[EXERCISE DESCRIPTION]: Examine the data line by line and report how many lines include the word "storage", with no additional output.

Data entries:

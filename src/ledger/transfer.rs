// SPDX-License-Identifier: AGPL-3.0-or-later
//
// Copyright (C) 2026 Relational Network

//! Transfer engine.
//!
//! A transfer moves `amount` from one account number to another as a single
//! atomic unit. Either both balances change or neither does; the store's
//! write transaction is the unit of atomicity. The engine never retries: a
//! rejected transfer is reported and the client decides what to do.

use chrono::{DateTime, Utc};

use crate::storage::{AccountStore, StoreError};

#[derive(Debug, thiserror::Error)]
pub enum TransferError {
    #[error("amount must be positive, got {0}")]
    InvalidAmount(i64),

    #[error("cannot transfer to the same account")]
    SameAccount,

    #[error("account not found: {0}")]
    AccountNotFound(String),

    #[error("insufficient funds")]
    InsufficientFunds,

    #[error(transparent)]
    Store(StoreError),
}

impl From<StoreError> for TransferError {
    fn from(e: StoreError) -> Self {
        match e {
            StoreError::InvalidAmount(amount) => TransferError::InvalidAmount(amount),
            StoreError::SameAccount(_) => TransferError::SameAccount,
            StoreError::AccountNotFound(which) => TransferError::AccountNotFound(which),
            StoreError::InsufficientFunds { .. } => TransferError::InsufficientFunds,
            other => TransferError::Store(other),
        }
    }
}

/// A request to move funds between two account numbers.
#[derive(Debug, Clone, Copy, PartialEq, Eq)]
pub struct TransferIntent {
    pub from_number: i64,
    pub to_number: i64,
    pub amount: i64,
}

impl TransferIntent {
    /// Check the parts of a transfer that don't need the store.
    pub fn validate(&self) -> Result<(), TransferError> {
        if self.amount <= 0 {
            return Err(TransferError::InvalidAmount(self.amount));
        }
        if self.from_number == self.to_number {
            return Err(TransferError::SameAccount);
        }
        Ok(())
    }
}

/// Proof that a transfer committed.
#[derive(Debug, Clone, PartialEq, Eq)]
pub struct TransferReceipt {
    pub intent: TransferIntent,
    pub completed_at: DateTime<Utc>,
}

pub struct TransferEngine;

impl TransferEngine {
    /// Validate and apply a transfer.
    ///
    /// # Errors
    /// Any error means no balance changed.
    pub fn execute(
        store: &dyn AccountStore,
        intent: TransferIntent,
    ) -> Result<TransferReceipt, TransferError> {
        if let Err(e) = intent.validate() {
            tracing::warn!(
                from = intent.from_number,
                to = intent.to_number,
                amount = intent.amount,
                error = %e,
                "Transfer rejected"
            );
            return Err(e);
        }

        match store.atomic_adjust_balances(intent.from_number, intent.to_number, intent.amount) {
            Ok(()) => {
                tracing::info!(
                    from = intent.from_number,
                    to = intent.to_number,
                    amount = intent.amount,
                    "Transfer committed"
                );
                Ok(TransferReceipt {
                    intent,
                    completed_at: Utc::now(),
                })
            }
            Err(e) => {
                let err = TransferError::from(e);
                match &err {
                    TransferError::Store(inner) => tracing::error!(
                        from = intent.from_number,
                        to = intent.to_number,
                        error = %inner,
                        "Transfer failed in store"
                    ),
                    other => tracing::warn!(
                        from = intent.from_number,
                        to = intent.to_number,
                        amount = intent.amount,
                        error = %other,
                        "Transfer rejected"
                    ),
                }
                Err(err)
            }
        }
    }
}

#[cfg(test)]
mod tests {
    use super::*;
    use std::sync::atomic::{AtomicUsize, Ordering};

    use crate::models::Account;
    use crate::storage::{RedbAccountStore, StoreResult};

    /// Records balance adjustments without applying them.
    #[derive(Default)]
    struct CountingStore {
        adjust_calls: AtomicUsize,
    }

    impl CountingStore {
        fn adjust_calls(&self) -> usize {
            self.adjust_calls.load(Ordering::SeqCst)
        }
    }

    impl AccountStore for CountingStore {
        fn create_account(&self, _account: &Account) -> StoreResult<()> {
            unreachable!("transfers never create accounts")
        }

        fn get_account_by_id(&self, _id: &str) -> StoreResult<Option<Account>> {
            Ok(None)
        }

        fn get_account_by_number(&self, _number: i64) -> StoreResult<Option<Account>> {
            Ok(None)
        }

        fn delete_account(&self, _id: &str) -> StoreResult<bool> {
            unreachable!("transfers never delete accounts")
        }

        fn list_accounts(&self) -> StoreResult<Vec<Account>> {
            Ok(Vec::new())
        }

        fn deposit(&self, _id: &str, _amount: i64) -> StoreResult<Account> {
            unreachable!("transfers never deposit")
        }

        fn atomic_adjust_balances(&self, _from: i64, _to: i64, _amount: i64) -> StoreResult<()> {
            self.adjust_calls.fetch_add(1, Ordering::SeqCst);
            Ok(())
        }

        fn health_check(&self) -> StoreResult<()> {
            Ok(())
        }
    }

    fn store_with(accounts: &[(&str, i64, i64)]) -> (RedbAccountStore, tempfile::TempDir) {
        let dir = tempfile::tempdir().unwrap();
        let store = RedbAccountStore::open(&dir.path().join("ledger.redb")).unwrap();
        for (id, number, balance) in accounts {
            store
                .create_account(&Account {
                    id: id.to_string(),
                    number: *number,
                    first_name: "Test".to_string(),
                    last_name: "Owner".to_string(),
                    credential_hash: "hash".to_string(),
                    balance: *balance,
                    created_at: Utc::now(),
                })
                .unwrap();
        }
        (store, dir)
    }

    fn balance(store: &RedbAccountStore, number: i64) -> i64 {
        store.get_account_by_number(number).unwrap().unwrap().balance
    }

    fn intent(from_number: i64, to_number: i64, amount: i64) -> TransferIntent {
        TransferIntent {
            from_number,
            to_number,
            amount,
        }
    }

    #[test]
    fn validate_rejects_non_positive_and_self() {
        assert!(matches!(
            intent(1, 2, 0).validate(),
            Err(TransferError::InvalidAmount(0))
        ));
        assert!(matches!(
            intent(1, 2, -5).validate(),
            Err(TransferError::InvalidAmount(-5))
        ));
        assert!(matches!(
            intent(1, 1, 10).validate(),
            Err(TransferError::SameAccount)
        ));
        assert!(intent(1, 2, 1).validate().is_ok());
    }

    #[test]
    fn execute_moves_funds() {
        let (store, _dir) = store_with(&[
            ("26aaaaaaaa", 1000000001, 500),
            ("26bbbbbbbb", 1000000002, 0),
        ]);

        let receipt = TransferEngine::execute(&store, intent(1000000001, 1000000002, 200)).unwrap();
        assert_eq!(receipt.intent.amount, 200);
        assert_eq!(balance(&store, 1000000001), 300);
        assert_eq!(balance(&store, 1000000002), 200);
    }

    #[test]
    fn overdraw_is_rejected_without_side_effects() {
        let (store, _dir) = store_with(&[
            ("26aaaaaaaa", 1000000001, 50),
            ("26bbbbbbbb", 1000000002, 0),
        ]);

        let result = TransferEngine::execute(&store, intent(1000000001, 1000000002, 100));
        assert!(matches!(result, Err(TransferError::InsufficientFunds)));
        assert_eq!(balance(&store, 1000000001), 50);
        assert_eq!(balance(&store, 1000000002), 0);
    }

    #[test]
    fn unknown_destination_is_not_found() {
        let (store, _dir) = store_with(&[("26aaaaaaaa", 1000000001, 50)]);

        let result = TransferEngine::execute(&store, intent(1000000001, 9999999999, 10));
        assert!(matches!(result, Err(TransferError::AccountNotFound(_))));
        assert_eq!(balance(&store, 1000000001), 50);
    }

    #[test]
    fn invalid_intent_never_reaches_store() {
        let store = CountingStore::default();

        let zero = TransferEngine::execute(&store, intent(1000000001, 1000000002, 0));
        assert!(matches!(zero, Err(TransferError::InvalidAmount(0))));

        let negative = TransferEngine::execute(&store, intent(1000000001, 1000000002, -1));
        assert!(matches!(negative, Err(TransferError::InvalidAmount(-1))));

        let same = TransferEngine::execute(&store, intent(1000000001, 1000000001, 10));
        assert!(matches!(same, Err(TransferError::SameAccount)));

        assert_eq!(store.adjust_calls(), 0);
    }

    #[test]
    fn valid_intent_adjusts_balances_once() {
        let store = CountingStore::default();

        TransferEngine::execute(&store, intent(1000000001, 1000000002, 10)).unwrap();
        assert_eq!(store.adjust_calls(), 1);
    }

    #[test]
    fn store_failures_are_wrapped() {
        let err = TransferError::from(StoreError::BalanceOverflow("x".into()));
        assert!(matches!(err, TransferError::Store(StoreError::BalanceOverflow(_))));
    }
}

[OUTPUT FOR THIS TASK]: 2